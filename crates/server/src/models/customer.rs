//! Customer records.

use chrono::{DateTime, Utc};
use serde::{Deserialize, Serialize};
use serde_json::{Map, Value};

use leafspring_crm_core::CustomerId;

/// A customer (buyer company or contact).
#[derive(Debug, Clone, PartialEq, Serialize, Deserialize)]
#[serde(rename_all = "camelCase")]
pub struct Customer {
    pub id: CustomerId,
    #[serde(default)]
    pub name: String,
    #[serde(default, skip_serializing_if = "Option::is_none")]
    pub company: Option<String>,
    #[serde(default, skip_serializing_if = "Option::is_none")]
    pub email: Option<String>,
    #[serde(default, skip_serializing_if = "Option::is_none")]
    pub phone: Option<String>,
    #[serde(default, skip_serializing_if = "Option::is_none")]
    pub country: Option<String>,
    /// Free-form sales status (e.g. `potential`, `active`).
    #[serde(default, skip_serializing_if = "Option::is_none")]
    pub status: Option<String>,
    /// Free-form customer type (e.g. `dealer`, `oem`).
    #[serde(default, skip_serializing_if = "Option::is_none")]
    pub customer_type: Option<String>,
    /// Free-form value tier (e.g. `A`, `B`, `C`).
    #[serde(default, skip_serializing_if = "Option::is_none")]
    pub tier: Option<String>,
    #[serde(default, skip_serializing_if = "Option::is_none")]
    pub notes: Option<String>,
    pub created_at: DateTime<Utc>,
    /// Display name of the user who created the record.
    #[serde(default, skip_serializing_if = "Option::is_none")]
    pub created_by: Option<String>,
    #[serde(default, skip_serializing_if = "Option::is_none")]
    pub updated_at: Option<DateTime<Utc>>,
    #[serde(flatten)]
    pub extra: Map<String, Value>,
}

impl Customer {
    /// Whether `keyword` (already lower-cased) occurs in the name, company or
    /// email, ignoring case.
    #[must_use]
    pub fn matches_keyword(&self, keyword: &str) -> bool {
        let contains = |field: &str| field.to_lowercase().contains(keyword);
        contains(&self.name)
            || self.company.as_deref().is_some_and(contains)
            || self.email.as_deref().is_some_and(contains)
    }
}
//! Bearer-token authentication extractor.
//!
//! Every `/api/*` route except login takes [`RequireAuth`]; the token comes
//! from `Authorization: Bearer <token>` and is resolved against the session
//! cache, then against the store's users.

use axum::{
    Json,
    extract::FromRequestParts,
    http::{HeaderMap, StatusCode, header::AUTHORIZATION, request::Parts},
    response::{IntoResponse, Response},
};
use serde_json::json;

use crate::error::set_sentry_user;
use crate::models::User;
use crate::state::AppState;
use crate::store::UserRepository;

/// The authenticated caller and the token they used.
#[derive(Debug, Clone)]
pub struct CurrentUser {
    pub user: User,
    pub token: String,
}

/// Extractor that requires a logged-in user.
///
/// # Example
///
/// ```rust,ignore
/// async fn protected_handler(RequireAuth(current): RequireAuth) -> impl IntoResponse {
///     format!("Hello, {}!", current.user.name)
/// }
/// ```
pub struct RequireAuth(pub CurrentUser);

/// Error returned when a request is not authenticated.
#[derive(Debug, Clone, Copy, PartialEq, Eq)]
pub enum AuthRejection {
    /// No bearer token was sent.
    MissingToken,
    /// The token is unknown or its session has expired.
    SessionExpired,
    /// The session's user no longer exists.
    UnknownUser,
}

impl AuthRejection {
    const fn message(self) -> &'static str {
        match self {
            Self::MissingToken => "Please log in first",
            Self::SessionExpired => "Login expired",
            Self::UnknownUser => "User does not exist",
        }
    }
}

impl IntoResponse for AuthRejection {
    fn into_response(self) -> Response {
        (
            StatusCode::UNAUTHORIZED,
            Json(json!({ "success": false, "message": self.message() })),
        )
            .into_response()
    }
}

impl FromRequestParts<AppState> for RequireAuth {
    type Rejection = AuthRejection;

    async fn from_request_parts(
        parts: &mut Parts,
        state: &AppState,
    ) -> Result<Self, Self::Rejection> {
        let token = bearer_token(&parts.headers)
            .ok_or(AuthRejection::MissingToken)?
            .to_string();

        let user_id = state
            .sessions()
            .resolve(&token)
            .await
            .ok_or(AuthRejection::SessionExpired)?;

        let user = UserRepository::new(state.store())
            .get(&user_id)
            .ok_or(AuthRejection::UnknownUser)?;

        set_sentry_user(user.id.as_str(), &user.username);

        Ok(Self(CurrentUser { user, token }))
    }
}

/// The token of an `Authorization: Bearer <token>` header.
fn bearer_token(headers: &HeaderMap) -> Option<&str> {
    let value = headers.get(AUTHORIZATION)?.to_str().ok()?;
    let (scheme, token) = value.split_once(' ')?;
    let token = token.trim();
    (scheme.eq_ignore_ascii_case("bearer") && !token.is_empty()).then_some(token)
}
//! Unified error handling for the HTTP surface.
//!
//! Every failure leaves the server as `{ "success": false, "message": ... }`.

use axum::{
    Json,
    extract::rejection::JsonRejection,
    http::StatusCode,
    response::{IntoResponse, Response},
};
use serde_json::json;
use thiserror::Error;

use crate::llm::AiError;
use crate::services::{AssistantError, AuthError};
use crate::store::StoreError;

/// Errors that stop the server from starting.
#[derive(Debug, Error)]
pub enum StartupError {
    #[error("failed to open data store: {0}")]
    Store(#[from] StoreError),
    #[error("failed to seed admin user: {0}")]
    Auth(#[from] AuthError),
    #[error("failed to build LLM client: {0}")]
    Llm(#[from] AiError),
}

/// Application-level error type.
#[derive(Debug, Error)]
pub enum AppError {
    /// Data store operation failed.
    #[error("Store error: {0}")]
    Store(#[from] StoreError),

    /// Business assistant failed.
    #[error(transparent)]
    Assistant(#[from] AssistantError),

    /// Authentication failed.
    #[error(transparent)]
    Auth(#[from] AuthError),

    /// Resource not found.
    #[error("{0} not found")]
    NotFound(String),

    /// Bad request from client.
    #[error("{0}")]
    BadRequest(String),
}

impl AppError {
    /// HTTP status for this error.
    #[must_use]
    pub fn status(&self) -> StatusCode {
        match self {
            Self::Store(err) => match err {
                StoreError::NotFound => StatusCode::NOT_FOUND,
                StoreError::Invalid(_) => StatusCode::BAD_REQUEST,
                StoreError::Conflict(_) => StatusCode::CONFLICT,
                StoreError::Io(_) | StoreError::Serialization(_) => {
                    StatusCode::INTERNAL_SERVER_ERROR
                }
            },
            Self::Assistant(err) => match err {
                AssistantError::EmptyInput(_) => StatusCode::BAD_REQUEST,
                AssistantError::CustomerNotFound(_) => StatusCode::NOT_FOUND,
                AssistantError::Prompt(_) => StatusCode::INTERNAL_SERVER_ERROR,
                AssistantError::Ai(ai) if ai.is_client_error() => StatusCode::BAD_REQUEST,
                AssistantError::Ai(_) => StatusCode::BAD_GATEWAY,
            },
            Self::Auth(err) => match err {
                AuthError::InvalidCredentials => StatusCode::UNAUTHORIZED,
                AuthError::UserAlreadyExists => StatusCode::CONFLICT,
                AuthError::InvalidUser(_) | AuthError::WeakPassword(_) => StatusCode::BAD_REQUEST,
                AuthError::Store(_) | AuthError::PasswordHash => StatusCode::INTERNAL_SERVER_ERROR,
            },
            Self::NotFound(_) => StatusCode::NOT_FOUND,
            Self::BadRequest(_) => StatusCode::BAD_REQUEST,
        }
    }

    /// Message shown to the client.
    fn public_message(&self, status: StatusCode) -> String {
        match self {
            Self::Auth(AuthError::InvalidCredentials) => {
                "Invalid username or password".to_string()
            }
            Self::Store(StoreError::NotFound) => "Record not found".to_string(),
            Self::Store(err) if status.is_client_error() => err.to_string(),
            Self::Assistant(AssistantError::Ai(err)) => ai_public_message(err),
            _ if status == StatusCode::INTERNAL_SERVER_ERROR => {
                "Internal server error".to_string()
            }
            _ => self.to_string(),
        }
    }
}

/// Shown instead of transport and decoding details, which name the endpoint.
const AI_UNAVAILABLE: &str = "AI service unavailable";

/// Client-facing text of an AI failure: the upstream's own message, or a
/// fixed text when the failure happened on our side of the wire.
fn ai_public_message(err: &AiError) -> String {
    match err {
        AiError::Transport(_) | AiError::Decode(_) => AI_UNAVAILABLE.to_string(),
        AiError::AnalysisFailed(inner) => format!("AI analysis failed: {}", ai_public_message(inner)),
        other => other.to_string(),
    }
}

impl IntoResponse for AppError {
    fn into_response(self) -> Response {
        let status = self.status();

        if status.is_server_error() {
            let event_id = sentry::capture_error(&self);
            tracing::error!(
                error = %self,
                sentry_event_id = %event_id,
                "CRM request error"
            );
        }

        let message = self.public_message(status);
        (status, Json(json!({ "success": false, "message": message }))).into_response()
    }
}

impl From<JsonRejection> for AppError {
    fn from(rejection: JsonRejection) -> Self {
        Self::BadRequest(rejection.body_text())
    }
}

/// Set the Sentry user context for the authenticated user.
pub fn set_sentry_user(user_id: &str, username: &str) {
    sentry::configure_scope(|scope| {
        scope.set_user(Some(sentry::User {
            id: Some(user_id.to_string()),
            username: Some(username.to_string()),
            ..Default::default()
        }));
    });
}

○ ○ ○ ○ ○

Every line in the records above with the string "impl" in it should be shown.

## SOLUTION FOR THIS EXERCISE
impl Customer {
/// async fn protected_handler(RequireAuth(current): RequireAuth) -> impl IntoResponse {
impl AuthRejection {
impl IntoResponse for AuthRejection {
impl FromRequestParts<AppState> for RequireAuth {
impl AppError {
impl IntoResponse for AppError {
impl From<JsonRejection> for AppError {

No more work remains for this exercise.